Pakistan has administered the area now known as Gilgit-Baltistan since shortly after the country's birth in 1947, but New Delhi asserts the mountainous territory bordering China and Afghanistan is an integral part of Kashmir that it claims belongs to India.

"We have decided to grant provisional provincial status to Gilgit-Baltistan, which was a long-standing demand here," Mr Khan said in a speech in Gilgit city on Sunday.

The move comes after New Delhi last year imposed direct rule over Indian-administered Kashmir, upending a decades-long status quo and drawing strong condemnation from Islamabad.

Mr Khan, who was speaking ahead of local elections slated for November 15, did not provide a timeline for the move.

China has spent years building infrastructure projects in Gilgit-Baltistan, home to an estimated 1.3 million people, including a long stretch of the Karakoram Highway, a key component to the China-Pakistan Economic Corridor (CPEC).

Mr Khan said the modern and well-maintained road had brought important progress to Gilgit-Baltistan and the move to make the area a province would help "uplift backward areas and poor segments of society".

Any change in status would require a constitutional amendment.

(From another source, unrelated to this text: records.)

use serde::{Deserialize, Serialize};
use utoipa::ToSchema;

use crate::model::{employee::Employee, role::Role};

#[derive(Debug, Deserialize, ToSchema)]
pub struct LoginReq {
    #[schema(example = "jane@company.com", format = "email")]
    pub email: Option<String>,
    /// Older clients send the email in this field.
    pub username: Option<String>,
    #[serde(default)]
    pub password: String,
}

impl LoginReq {
    /// The login field, whichever key the client used, normalized lowercase.
    pub fn login_email(&self) -> Option<String> {
        self.email
            .as_deref()
            .or(self.username.as_deref())
            .map(|s| s.trim().to_lowercase())
            .filter(|s| !s.is_empty())
    }
}

#[derive(Debug, Serialize, Deserialize, PartialEq)]
pub struct Claims {
    /// Employee id.
    pub sub: u64,
    pub email: String,
    /// Role id, see `model::role::Role`.
    pub role: u8,
    pub exp: usize,
    pub jti: String,
}

/// The employee shape returned to clients. Never carries the password hash.
#[derive(Debug, Serialize, ToSchema)]
pub struct UserInfo {
    #[schema(example = 7)]
    pub id: u64,
    #[schema(example = "Jane Doe")]
    pub name: String,
    #[schema(example = "jane@company.com")]
    pub email: String,
    #[schema(example = "employee")]
    pub role: String,
    #[schema(example = "Engineering")]
    pub department: String,
    #[schema(example = "EMP-007", nullable = true)]
    pub employee_code: Option<String>,
}

impl From<&Employee> for UserInfo {
    fn from(e: &Employee) -> Self {
        UserInfo {
            id: e.id,
            name: e.name.clone(),
            email: e.email.clone(),
            role: Role::from_id(e.role_id)
                .unwrap_or(Role::Employee)
                .as_str()
                .to_string(),
            department: e.department.clone(),
            employee_code: e.employee_code.clone(),
        }
    }
}

#[derive(Serialize, ToSchema)]
pub struct LoginResponse {
    pub success: bool,
    #[schema(example = "Login successful")]
    pub message: String,
    pub token: String,
    pub user: UserInfo,
}

#[cfg(test)]
mod tests {
    use super::*;

    #[test]
    fn login_email_prefers_email_over_username() {
        let req = LoginReq {
            email: Some("A@Co.com".to_string()),
            username: Some("other@co.com".to_string()),
            password: "x".to_string(),
        };
        assert_eq!(req.login_email().as_deref(), Some("a@co.com"));
    }

    #[test]
    fn login_email_falls_back_to_username() {
        let req = LoginReq {
            email: None,
            username: Some("  Legacy@Co.com ".to_string()),
            password: "x".to_string(),
        };
        assert_eq!(req.login_email().as_deref(), Some("legacy@co.com"));
    }

    #[test]
    fn empty_login_field_is_none() {
        let req = LoginReq {
            email: Some("   ".to_string()),
            username: None,
            password: "x".to_string(),
        };
        assert_eq!(req.login_email(), None);
    }
}
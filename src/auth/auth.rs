use crate::auth::middleware::GENERIC_AUTH_MESSAGE;
use crate::model::role::Role;
use actix_web::{FromRequest, HttpMessage, HttpRequest, dev::Payload, error::ErrorUnauthorized};
use futures::future::{Ready, ready};

/// The validated identity the auth middleware attaches to the request.
#[derive(Debug, Clone)]
pub struct AuthUser {
    pub employee_id: u64,
    pub email: String,
    pub role: Role,
}

impl FromRequest for AuthUser {
    type Error = actix_web::Error;
    type Future = Ready<Result<Self, Self::Error>>;

    fn from_request(req: &HttpRequest, _: &mut Payload) -> Self::Future {
        // Only present when the route sits behind auth_middleware; a route
        // mounted outside the gate fails here with the same generic 401.
        match req.extensions().get::<AuthUser>() {
            Some(user) => ready(Ok(user.clone())),
            None => ready(Err(ErrorUnauthorized(GENERIC_AUTH_MESSAGE))),
        }
    }
}

impl AuthUser {
    pub fn is_admin(&self) -> bool {
        self.role == Role::Admin
    }

    pub fn require_admin(&self) -> actix_web::Result<()> {
        if self.is_admin() {
            Ok(())
        } else {
            Err(actix_web::error::ErrorForbidden(
                "Access denied. Admin privileges required.",
            ))
        }
    }
}
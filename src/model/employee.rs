use chrono::NaiveDateTime;
use serde::{Deserialize, Serialize};
use sqlx::MySqlPool;
use utoipa::ToSchema;

#[derive(Debug, Serialize, Deserialize, sqlx::FromRow, ToSchema)]
#[schema(
    example = json!({
        "id": 1,
        "name": "John Doe",
        "email": "john.doe@company.com",
        "role_id": 2,
        "department": "Engineering",
        "employee_code": "EMP-001",
        "is_active": true,
        "created_at": "2024-01-01T09:00:00",
        "updated_at": "2024-01-01T09:00:00"
    })
)]
pub struct Employee {
    #[schema(example = 1)]
    pub id: u64,

    #[schema(example = "John Doe")]
    pub name: String,

    /// Stored lowercase; unique across all rows, soft-deleted included.
    #[schema(example = "john.doe@company.com")]
    pub email: String,

    /// Argon2 PHC string; NULL for accounts that cannot log in.
    #[serde(skip_serializing)]
    #[schema(value_type = Option<String>, write_only)]
    pub password: Option<String>,

    #[schema(example = 2)]
    pub role_id: u8,

    #[schema(example = "Engineering")]
    pub department: String,

    #[schema(example = "EMP-001", nullable = true)]
    pub employee_code: Option<String>,

    #[schema(example = true)]
    pub is_active: bool,

    #[schema(value_type = String, format = "date-time")]
    pub created_at: NaiveDateTime,

    #[schema(value_type = String, format = "date-time")]
    pub updated_at: NaiveDateTime,
}

const EMPLOYEE_COLUMNS: &str =
    "id, name, email, password, role_id, department, employee_code, is_active, created_at, updated_at";

pub async fn find_by_email(pool: &MySqlPool, email: &str) -> sqlx::Result<Option<Employee>> {
    let sql = format!("SELECT {} FROM employees WHERE email = ?", EMPLOYEE_COLUMNS);

    sqlx::query_as::<_, Employee>(&sql)
        .bind(email)
        .fetch_optional(pool)
        .await
}

pub async fn find_by_id(pool: &MySqlPool, id: u64) -> sqlx::Result<Option<Employee>> {
    let sql = format!("SELECT {} FROM employees WHERE id = ?", EMPLOYEE_COLUMNS);

    sqlx::query_as::<_, Employee>(&sql)
        .bind(id)
        .fetch_optional(pool)
        .await
}

/// Active employees, newest first.
pub async fn list_active(pool: &MySqlPool) -> sqlx::Result<Vec<Employee>> {
    let sql = format!(
        "SELECT {} FROM employees WHERE is_active = TRUE ORDER BY id DESC",
        EMPLOYEE_COLUMNS
    );

    sqlx::query_as::<_, Employee>(&sql).fetch_all(pool).await
}
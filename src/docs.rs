use crate::api::attendance::{BulkMarkReq, MarkAttendanceReq, RangeQuery, ReportQuery};
use crate::api::employee::CreateEmployee;
use crate::model::attendance::{AttendanceEvent, AttendanceStats, ConsolidatedDay};
use crate::model::employee::Employee;
use crate::model::employee_log::EmployeeLog;
use crate::models::{LoginReq, LoginResponse, UserInfo};
use utoipa::Modify;
use utoipa::openapi::security::{HttpAuthScheme, HttpBuilder, SecurityScheme};
use utoipa::{OpenApi, openapi};

#[derive(OpenApi)]
#[openapi(
    info(
        title = "Attendance Tracker API",
        version = "1.0.0",
        description = r#"
## Office Attendance Tracker

Employees authenticate, record check-in / lunch-out / lunch-in / check-out
events, and administrators manage employee records and view attendance
reports.

### 🔹 Key Features
- **Attendance Tracking**
  - Self-service timer events and a consolidated daily status
- **Employee Management**
  - Create, update, list, and soft-delete employee records
- **Reports**
  - Date-range reports with status count breakdowns, dashboard summary
- **Audit Log**
  - Every login attempt, timer event and administrative mark is recorded

### 🔐 Security
Endpoints past `/auth/login` are protected with **JWT Bearer authentication**.
Administrative routes additionally require the **admin** role.

---
Built with **Rust**, **Actix Web**, **SQLx**, and **Utoipa**.
"#,
    ),
    paths(
        crate::api::attendance::check_in,
        crate::api::attendance::lunch_out,
        crate::api::attendance::lunch_in,
        crate::api::attendance::check_out,
        crate::api::attendance::today_status,
        crate::api::attendance::my_attendance,
        crate::api::attendance::my_stats,
        crate::api::attendance::mark_attendance,
        crate::api::attendance::bulk_mark,
        crate::api::attendance::by_date,
        crate::api::attendance::by_employee,
        crate::api::attendance::report,

        crate::api::employee::create_employee,
        crate::api::employee::list_employees,
        crate::api::employee::get_employee,
        crate::api::employee::update_employee,
        crate::api::employee::delete_employee,

        crate::api::dashboard::stats,

        crate::api::logs::my_logs,
        crate::api::logs::list_logs,
        crate::api::logs::login_logs,
        crate::api::logs::attendance_logs
    ),
    components(
        schemas(
            Employee,
            AttendanceEvent,
            ConsolidatedDay,
            AttendanceStats,
            EmployeeLog,
            MarkAttendanceReq,
            BulkMarkReq,
            RangeQuery,
            ReportQuery,
            CreateEmployee,
            LoginReq,
            LoginResponse,
            UserInfo
        )
    ),
    modifiers(&SecurityAddon),
    tags(
        (name = "Attendance", description = "Attendance recording and reports"),
        (name = "Employee", description = "Employee management APIs"),
        (name = "Dashboard", description = "Admin dashboard summary"),
        (name = "Logs", description = "Audit log queries"),
    )
)]
pub struct ApiDoc;

struct SecurityAddon;

impl Modify for SecurityAddon {
    fn modify(&self, openapi: &mut openapi::OpenApi) {
        let components = openapi.components.get_or_insert_with(Default::default);
        components.add_security_scheme(
            "bearer_auth",
            SecurityScheme::Http(
                HttpBuilder::new()
                    .scheme(HttpAuthScheme::Bearer)
                    .bearer_format("JWT")
                    .build(),
            ),
        );
    }
}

If finalised, it would make Gilgit-Baltistan Pakistan's fifth province.

New Delhi condemned Mr Khan's announcement, saying it would "bring material changes to a part of Indian territory".

"Such attempts by Pakistan, intended to camouflage its illegal occupation, cannot hide the grave human rights violations, exploitation and denial of freedom for over seven decades to the people residing in these Pakistan-occupied territories," Indian Foreign Ministry spokesman Anurag Srivastava said in a statement.

India and Pakistan each control parts of Kashmir and both countries accuse the other of illegal occupations.

Two of the three wars the neighbours have fought since independence have been over Kashmir – home to shrinking Himalayan glaciers seen as vital lifelines to the water stressed countries.

In a move that outraged Pakistan, Indian Prime Minister Narendra Modi's government last year revoked articles in the Indian constitution that guaranteed Kashmir's partial autonomy and other rights including its own flag and constitution.

The two parts of Kashmir are divided by a UN-monitored "Line of Control" that is the subject to frequent cross-border shellings.